▶ Stored data:
▬▬▬▬▬▬▬▬▬▬

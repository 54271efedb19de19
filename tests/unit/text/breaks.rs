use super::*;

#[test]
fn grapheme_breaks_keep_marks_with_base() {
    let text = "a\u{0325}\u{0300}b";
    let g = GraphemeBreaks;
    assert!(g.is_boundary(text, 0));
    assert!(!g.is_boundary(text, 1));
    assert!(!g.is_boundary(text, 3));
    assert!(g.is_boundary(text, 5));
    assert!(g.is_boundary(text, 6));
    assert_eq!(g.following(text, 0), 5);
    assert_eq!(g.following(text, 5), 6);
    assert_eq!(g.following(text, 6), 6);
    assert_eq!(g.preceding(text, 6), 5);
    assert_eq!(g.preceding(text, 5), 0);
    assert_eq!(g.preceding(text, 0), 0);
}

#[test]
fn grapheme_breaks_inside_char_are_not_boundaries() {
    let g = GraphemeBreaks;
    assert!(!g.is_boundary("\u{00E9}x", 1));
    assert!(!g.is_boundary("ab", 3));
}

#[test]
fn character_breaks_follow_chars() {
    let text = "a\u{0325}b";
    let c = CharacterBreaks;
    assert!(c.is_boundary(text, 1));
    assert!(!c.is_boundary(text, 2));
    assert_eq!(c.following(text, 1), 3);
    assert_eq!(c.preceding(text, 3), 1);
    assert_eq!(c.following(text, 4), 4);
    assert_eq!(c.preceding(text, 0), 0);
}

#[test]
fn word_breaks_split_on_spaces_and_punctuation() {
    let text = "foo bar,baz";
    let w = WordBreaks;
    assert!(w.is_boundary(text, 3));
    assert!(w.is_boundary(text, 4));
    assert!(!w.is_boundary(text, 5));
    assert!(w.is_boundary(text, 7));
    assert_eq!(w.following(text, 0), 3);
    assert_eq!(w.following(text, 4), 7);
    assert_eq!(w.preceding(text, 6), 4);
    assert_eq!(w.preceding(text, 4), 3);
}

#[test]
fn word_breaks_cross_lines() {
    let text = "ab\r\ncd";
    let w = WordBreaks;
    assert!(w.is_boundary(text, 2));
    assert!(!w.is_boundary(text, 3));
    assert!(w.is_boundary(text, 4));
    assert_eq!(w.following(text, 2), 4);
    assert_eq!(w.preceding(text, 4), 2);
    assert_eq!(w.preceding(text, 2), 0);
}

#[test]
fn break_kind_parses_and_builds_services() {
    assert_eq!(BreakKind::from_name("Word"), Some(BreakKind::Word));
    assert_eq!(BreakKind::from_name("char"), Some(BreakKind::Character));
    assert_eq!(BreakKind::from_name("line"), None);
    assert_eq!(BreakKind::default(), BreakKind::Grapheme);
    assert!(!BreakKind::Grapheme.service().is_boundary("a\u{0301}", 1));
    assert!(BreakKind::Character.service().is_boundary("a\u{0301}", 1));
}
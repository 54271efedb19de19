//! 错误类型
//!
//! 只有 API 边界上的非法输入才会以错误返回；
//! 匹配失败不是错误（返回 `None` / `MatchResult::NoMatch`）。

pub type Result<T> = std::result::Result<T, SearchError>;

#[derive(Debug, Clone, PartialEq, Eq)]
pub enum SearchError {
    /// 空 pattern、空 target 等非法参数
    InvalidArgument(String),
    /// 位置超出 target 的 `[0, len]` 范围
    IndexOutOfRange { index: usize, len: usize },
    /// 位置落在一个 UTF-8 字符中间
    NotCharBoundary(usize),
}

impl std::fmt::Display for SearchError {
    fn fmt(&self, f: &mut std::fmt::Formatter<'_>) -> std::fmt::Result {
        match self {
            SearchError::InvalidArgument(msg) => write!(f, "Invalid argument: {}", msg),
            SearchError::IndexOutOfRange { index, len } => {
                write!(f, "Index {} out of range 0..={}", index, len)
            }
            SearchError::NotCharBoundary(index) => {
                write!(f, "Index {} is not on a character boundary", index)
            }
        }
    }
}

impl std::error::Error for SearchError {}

▬▬▬▬▬▬▬▬▬▬

▶ TASK BRIEF: Copy out the lines above that hold the string "InvalidArgument".

▶ SOLUTION FOR THIS PROBLEM:
    InvalidArgument(String),
            SearchError::InvalidArgument(msg) => write!(f, "Invalid argument: {}", msg),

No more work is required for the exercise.